Another indicator that there is a "functional shift" of the lower jaw is the child's facial appearance. Examination of facial symmetry shows the lower jaw to be sitting off to one side.
Correction of the problem is achieved by using a palate expander to widen the upper jaw. In children and adolescents, the upper jaw consist of two bones that are connected by ligaments. A palate expander is a metal appliance that anchors to upper back teeth on either side of the upper jaw and traverses the roof of the mouth next to the palate. In the center of the appliance is a screw mechanism that can be turned at regular intervals (usually once or twice per day) that causes the bones of the upper jaw to gradually separate.

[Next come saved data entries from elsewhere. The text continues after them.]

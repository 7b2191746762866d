//! vein-region - Connected component analysis
//!
//! This crate provides:
//!
//! - **Labeling** ([`conncomp`]): 4- or 8-connected labeling of 1 bpp
//!   images with union-find, per-component size, bounds and centroid
//! - **Selection** ([`select`]): removal of components below a pixel count
//!
//! # Examples
//!
//! ```
//! use vein_region::{ConnectivityType, find_connected_components, remove_small_components};
//! use vein_core::{Pix, PixelDepth};
//!
//! let mut pix_mut = Pix::new(100, 100, PixelDepth::Bit1).unwrap().try_into_mut().unwrap();
//! pix_mut.set_pixel(10, 10, 1).unwrap();
//! pix_mut.set_pixel(11, 11, 1).unwrap();
//! pix_mut.set_pixel(50, 50, 1).unwrap();
//! let pix: Pix = pix_mut.into();
//!
//! let components = find_connected_components(&pix, ConnectivityType::EightWay).unwrap();
//! assert_eq!(components.len(), 2);
//!
//! let cleaned = remove_small_components(&pix, 2, ConnectivityType::EightWay).unwrap();
//! assert_eq!(cleaned.count_pixels().unwrap(), 2);
//! ```

pub mod conncomp;
pub mod error;
pub mod select;

pub use vein_core;

pub use error::{RegionError, RegionResult};

pub use conncomp::{
    ComponentBounds, ConnectedComponent, ConnectivityType, find_connected_components,
    get_component_sizes, label_connected_components,
};
pub use select::{remove_small_components, select_by_pixel_count};
//! Error types for vein-core
//!
//! Provides a unified error type for all operations in the core crate.
//! Each variant captures enough context for diagnostics without exposing
//! internal implementation details.

use thiserror::Error;

/// vein-core error type
#[derive(Error, Debug)]
pub enum Error {
    /// Invalid image dimensions
    #[error("invalid image dimensions: {width}x{height}")]
    InvalidDimension { width: u32, height: u32 },

    /// Invalid pixel depth
    #[error("invalid pixel depth: {0} bpp")]
    InvalidDepth(u32),

    /// Index out of bounds
    #[error("index out of bounds: {index} >= {len}")]
    IndexOutOfBounds { index: usize, len: usize },

    /// Image dimension mismatch
    #[error("dimension mismatch: expected {}x{}, got {}x{}", .expected.0, .expected.1, .actual.0, .actual.1)]
    DimensionMismatch {
        expected: (u32, u32),
        actual: (u32, u32),
    },

    /// Unsupported pixel depth for this operation
    #[error("unsupported pixel depth: {0} bpp")]
    UnsupportedDepth(u32),

    /// Invalid parameter value
    #[error("invalid parameter: {0}")]
    InvalidParameter(String),
}

/// Result type alias for core operations
pub type Result<T> = std::result::Result<T, Error>;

As the two bones move apart, a space opens between the top front teeth (which is very helpful when there is crowding of the front teeth). After the desired amount of expansion has been achieved, the palate expander is left in place to hold the expansion for at least 3 months during which time new bone fills in where the expansion has occurred and the space between the front teeth gradually closes. While the child does feel pressure when the expansion mechanism is turned, the whole process is typically painless.
When the upper jaw has been widened to the correct size, the lower jaw will naturally find the proper position within the perimiter of the upper jaw and facial symmetry returns to normal. The longer a unilateral crossbite with a functional shift is allowed to go uncorrected, however, the more ingrained the "habitual assymetry" becomes. If such a bite is left untreated into adulthood, what was once a habitual position becomes a true skeletal position to which the body has adapted and a return to normalcy with upper jaw expansion will no longer occur.
Several years after the expander treatment, once all of the permanent teeth had grown in, a second phase of orthodontic work was performed using braces and elastics to finalize bite correction.
Without early intervention to correct her crossbite, it would have been difficult to achieve such good bite and facial symmetry.